Bonneau du Martray Cortogne-Charlemagne 20
Based on bottles tasted at the domaine but complemented by a few older vintages from my own cellar, this extensive vertical (1973 – 2020) only underlined those themes (pedigreed plots, altitude, expositions and soils). It also demonstrated that the new ownership’s investment is paying off: able and passionate people are at the helm, and they are not constrained by a lack of resources. The result, unsurprisingly, is qualitative progress… WILLIAM KELLEY, Wine Advocate
…The 2020 Corton-Charlemagne, bottled in May 2022, was revisited in bottle and, I would point out, is fantastic. BURGHOUND
Based in nearby Pernand Vergelesses, this domaine is best known as Corton-Charlemagne specialist, making wines that capture the site’s minerality and lean, stoic grace. These wines need time, usually ten years, before they start really opening up. RAJ PARR, The Sommelier’s Atlas of Taste.
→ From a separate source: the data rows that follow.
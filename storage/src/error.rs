// Copyright (c) 2024 MyQtt contributors. All rights reserved.
// Use of this source is governed by Lesser General Public License that can be found
// in the LICENSE file.

use std::fmt;
use std::io;

/// Represent the types of errors a storage operation can fail with.
#[derive(Debug)]
pub enum ErrorKind {
    /// Error occurred while performing I/O on the storage root.
    IoError,

    /// A message file name did not match the `<id>-<size>-<qos>-<ts_s>-<ts_us>` schema.
    MalformedFileName,

    /// Packet payload failed to encode/decode while flushing or storing.
    CodecError,
}

#[derive(Debug)]
pub struct Error {
    kind: ErrorKind,
    message: String,
}

impl Error {
    #[must_use]
    pub fn new(kind: ErrorKind, message: impl Into<String>) -> Self {
        Self {
            kind,
            message: message.into(),
        }
    }

    #[must_use]
    pub const fn kind(&self) -> &ErrorKind {
        &self.kind
    }
}

impl fmt::Display for Error {
    fn fmt(&self, f: &mut fmt::Formatter<'_>) -> fmt::Result {
        write!(f, "{:?}: {}", self.kind, self.message)
    }
}

impl std::error::Error for Error {}

impl From<io::Error> for Error {
    fn from(err: io::Error) -> Self {
        Self::new(ErrorKind::IoError, err.to_string())
    }
}

impl From<myqtt_codec::EncodeError> for Error {
    fn from(err: myqtt_codec::EncodeError) -> Self {
        Self::new(ErrorKind::CodecError, format!("{err}"))
    }
}

impl From<myqtt_codec::DecodeError> for Error {
    fn from(err: myqtt_codec::DecodeError) -> Self {
        Self::new(ErrorKind::CodecError, format!("{err}"))
    }
}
2020 Vintage: The 2020 white Burgundies clearly number among the very best produced in the last two decades. Deep, concentrated and chiseled, they unite generosity of fruit and textural plenitude with structural tension and grip to compelling effect. WILLIAM KELLEY
-----------------------
It was only time before one of Burgundy’s most undervalued Grand Cru’s made a bold move in price. It’s a large Grand Cru but when you own the prime sites within the historical heart and have a mighty fine viticultural and winemaking team with huge resources, then really the burden is on the winemaker not to stuff it up.
Bonneau du Martay are the masters of Corton Charlemagne. A storied estate, it traces its origins back to 1775 while King Charlemagne extolled the greatness of the hill of Corton a long long time ago. In 2017 it was bought by American billionaire Stan Kroenke – who also owns Screaming Eagle in Napa and a swathe of successful sporting teams. Kroenke led his NHL (2022), NFL (2022) and NBA (2023) teams all to Championships in the last few years. He knows how to spend money and get good people into his organisations. I admit I was a little dubious about the new owner’s ability to carry on the charisma and nuance Jean-Charles le Bault de la Morinière had injected in his wines, but it’s fair to say they’ve taken the domaine to the next level in just six years – and they’re just at the beginning of their trajectory.
I’ve been lucky enough to visit the estate under the old regime in 2014 and again in 2020 with the change of guard. The first visit with Jean Charles was love at first sight as he generously opened bottles back to 1988. The second visit was very different, they explained they held 15 plots across the pedigreed lieux-dits of En Charlemagne and Le Charlemagne. They’d divided these into three tiers which they vinified separately and blended together – top, mid and lower.
The top plots located in En Charlemagne are on terres blanches (limestone dominant) facing west to northwest and ripen later, making more minerally, evocative and stimulating wines. The mid and bottom of the slope are within Le Charlemagne, facing west to southwest where the soils are laden with clay and iron producing a fuller and richer expression of chardonnay. A sum of their parts, these are blended to make the true expression of this Grand Cru (GC) according to the vintage.
As William Kelley notes, ‘the domaine's extensive holdings, when vinified parcel by parcel, give Hautus and his team a broad palette of blending components to choose from, a rare luxury in Burgundy and one that they appear to be exploiting to the fullest.’
Lovers of Burgundy will know this is the only west-facing GC on the golden slope. It receives the morning sun then the afternoon is tempered by the cooling breath from the combes. In the warmer 2020 vintage and with the team’s ability to judiciously decide which barrels to use they decided on 35% En Charlemagne and 65% Le Charlemagne. Fruit that doesn’t make the cut is sold off – in 2018 they sold 20% of their fruit (this is a rarity in Burgundy!).
Another feather in the cap of Bonneau is they have leased some of their Corton Charlemagne vineyards to Domaine Romanee Conti - a huge stamp of approval from the holy grail makers of Burgundy. If you were able to find a bottle of their rare second release it would set you back $2600. So, while the price of Bonneau has risen, just remember they’ve been working this land for close to 250 years, and the bottle price is about 1k less.
Kroenke is a passionate Burgundy mind and only the fifth owner of this sacrosanct domaine. It’s a storied estate and it seems Kroenke understands his deep pockets affords him to employ a brilliant team in both the vineyard and cellar. Biodynamic farming has been in play for over a decade.
Exciting times are afoot at Bonneau, they’re bringing this historical estate steeped in history and exemplary sites into the modern day. Leasing some of the land to DRC will only shine the spotlight brighter onto this estate and Grand Cru. I also spied some wines under screw cap (la vache!) and a ceramic egg when I was there in 2020.
This release welcomes them into the grand arena of some of the most brilliant white Burgundies. They also have an excellent track record for aging.